Work order
Retype each entry below, keeping every character the same.

Source information
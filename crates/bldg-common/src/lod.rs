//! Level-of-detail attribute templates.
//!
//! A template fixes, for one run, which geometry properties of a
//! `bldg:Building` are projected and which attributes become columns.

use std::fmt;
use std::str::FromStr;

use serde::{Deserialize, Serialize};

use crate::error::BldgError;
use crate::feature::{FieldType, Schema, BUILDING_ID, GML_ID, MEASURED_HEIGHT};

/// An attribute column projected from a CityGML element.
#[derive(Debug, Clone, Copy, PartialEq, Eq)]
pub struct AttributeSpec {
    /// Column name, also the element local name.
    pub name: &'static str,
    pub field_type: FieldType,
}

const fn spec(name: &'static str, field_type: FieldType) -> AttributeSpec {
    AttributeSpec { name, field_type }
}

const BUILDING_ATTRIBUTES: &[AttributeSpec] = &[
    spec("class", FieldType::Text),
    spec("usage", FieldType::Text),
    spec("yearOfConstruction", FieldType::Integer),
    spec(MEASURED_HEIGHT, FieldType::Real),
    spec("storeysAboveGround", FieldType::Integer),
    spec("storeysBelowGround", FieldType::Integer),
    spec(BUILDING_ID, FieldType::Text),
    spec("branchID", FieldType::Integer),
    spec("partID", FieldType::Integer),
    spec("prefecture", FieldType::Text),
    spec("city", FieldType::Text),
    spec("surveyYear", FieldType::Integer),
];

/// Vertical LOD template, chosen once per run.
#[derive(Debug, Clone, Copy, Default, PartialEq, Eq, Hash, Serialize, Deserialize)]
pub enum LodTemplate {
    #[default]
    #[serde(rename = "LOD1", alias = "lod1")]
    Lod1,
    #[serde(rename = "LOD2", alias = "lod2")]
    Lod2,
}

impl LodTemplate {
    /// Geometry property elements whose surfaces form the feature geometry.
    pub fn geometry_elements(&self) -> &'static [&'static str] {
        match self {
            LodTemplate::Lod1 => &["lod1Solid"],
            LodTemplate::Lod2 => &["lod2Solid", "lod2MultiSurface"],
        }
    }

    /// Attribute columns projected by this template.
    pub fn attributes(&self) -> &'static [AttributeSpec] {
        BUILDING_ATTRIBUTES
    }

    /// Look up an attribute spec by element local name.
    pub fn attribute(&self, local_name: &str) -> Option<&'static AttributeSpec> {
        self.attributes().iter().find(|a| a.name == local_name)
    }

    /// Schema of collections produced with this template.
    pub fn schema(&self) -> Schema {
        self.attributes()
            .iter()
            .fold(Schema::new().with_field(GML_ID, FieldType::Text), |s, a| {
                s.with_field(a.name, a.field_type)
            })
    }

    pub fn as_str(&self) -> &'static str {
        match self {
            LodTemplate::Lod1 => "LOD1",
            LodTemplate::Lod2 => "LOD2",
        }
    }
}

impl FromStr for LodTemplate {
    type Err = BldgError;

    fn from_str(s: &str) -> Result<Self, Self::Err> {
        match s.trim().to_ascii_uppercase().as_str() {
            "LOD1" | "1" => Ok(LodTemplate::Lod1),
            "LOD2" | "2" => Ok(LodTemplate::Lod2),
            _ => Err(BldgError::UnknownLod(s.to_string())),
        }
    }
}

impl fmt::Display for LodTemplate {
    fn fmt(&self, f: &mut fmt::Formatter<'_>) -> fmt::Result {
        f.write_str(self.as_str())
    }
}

Task result
filename crates/bldg-common/src/lod.rs
//! Level-of-detail attribute templates.
//!
//! A template fixes, for one run, which geometry properties of a
//! `bldg:Building` are projected and which attributes become columns.

use std::fmt;
use std::str::FromStr;

use serde::{Deserialize, Serialize};

use crate::error::BldgError;
use crate::feature::{FieldType, Schema, BUILDING_ID, GML_ID, MEASURED_HEIGHT};

/// An attribute column projected from a CityGML element.
#[derive(Debug, Clone, Copy, PartialEq, Eq)]
pub struct AttributeSpec {
    /// Column name, also the element local name.
    pub name: &'static str,
    pub field_type: FieldType,
}

const fn spec(name: &'static str, field_type: FieldType) -> AttributeSpec {
    AttributeSpec { name, field_type }
}

const BUILDING_ATTRIBUTES: &[AttributeSpec] = &[
    spec("class", FieldType::Text),
    spec("usage", FieldType::Text),
    spec("yearOfConstruction", FieldType::Integer),
    spec(MEASURED_HEIGHT, FieldType::Real),
    spec("storeysAboveGround", FieldType::Integer),
    spec("storeysBelowGround", FieldType::Integer),
    spec(BUILDING_ID, FieldType::Text),
    spec("branchID", FieldType::Integer),
    spec("partID", FieldType::Integer),
    spec("prefecture", FieldType::Text),
    spec("city", FieldType::Text),
    spec("surveyYear", FieldType::Integer),
];

/// Vertical LOD template, chosen once per run.
#[derive(Debug, Clone, Copy, Default, PartialEq, Eq, Hash, Serialize, Deserialize)]
pub enum LodTemplate {
    #[default]
    #[serde(rename = "LOD1", alias = "lod1")]
    Lod1,
    #[serde(rename = "LOD2", alias = "lod2")]
    Lod2,
}

impl LodTemplate {
    /// Geometry property elements whose surfaces form the feature geometry.
    pub fn geometry_elements(&self) -> &'static [&'static str] {
        match self {
            LodTemplate::Lod1 => &["lod1Solid"],
            LodTemplate::Lod2 => &["lod2Solid", "lod2MultiSurface"],
        }
    }

    /// Attribute columns projected by this template.
    pub fn attributes(&self) -> &'static [AttributeSpec] {
        BUILDING_ATTRIBUTES
    }

    /// Look up an attribute spec by element local name.
    pub fn attribute(&self, local_name: &str) -> Option<&'static AttributeSpec> {
        self.attributes().iter().find(|a| a.name == local_name)
    }

    /// Schema of collections produced with this template.
    pub fn schema(&self) -> Schema {
        self.attributes()
            .iter()
            .fold(Schema::new().with_field(GML_ID, FieldType::Text), |s, a| {
                s.with_field(a.name, a.field_type)
            })
    }

    pub fn as_str(&self) -> &'static str {
        match self {
            LodTemplate::Lod1 => "LOD1",
            LodTemplate::Lod2 => "LOD2",
        }
    }
}

impl FromStr for LodTemplate {
    type Err = BldgError;

    fn from_str(s: &str) -> Result<Self, Self::Err> {
        match s.trim().to_ascii_uppercase().as_str() {
            "LOD1" | "1" => Ok(LodTemplate::Lod1),
            "LOD2" | "2" => Ok(LodTemplate::Lod2),
            _ => Err(BldgError::UnknownLod(s.to_string())),
        }
    }
}

impl fmt::Display for LodTemplate {
    fn fmt(&self, f: &mut fmt::Formatter<'_>) -> fmt::Result {
        f.write_str(self.as_str())
    }
}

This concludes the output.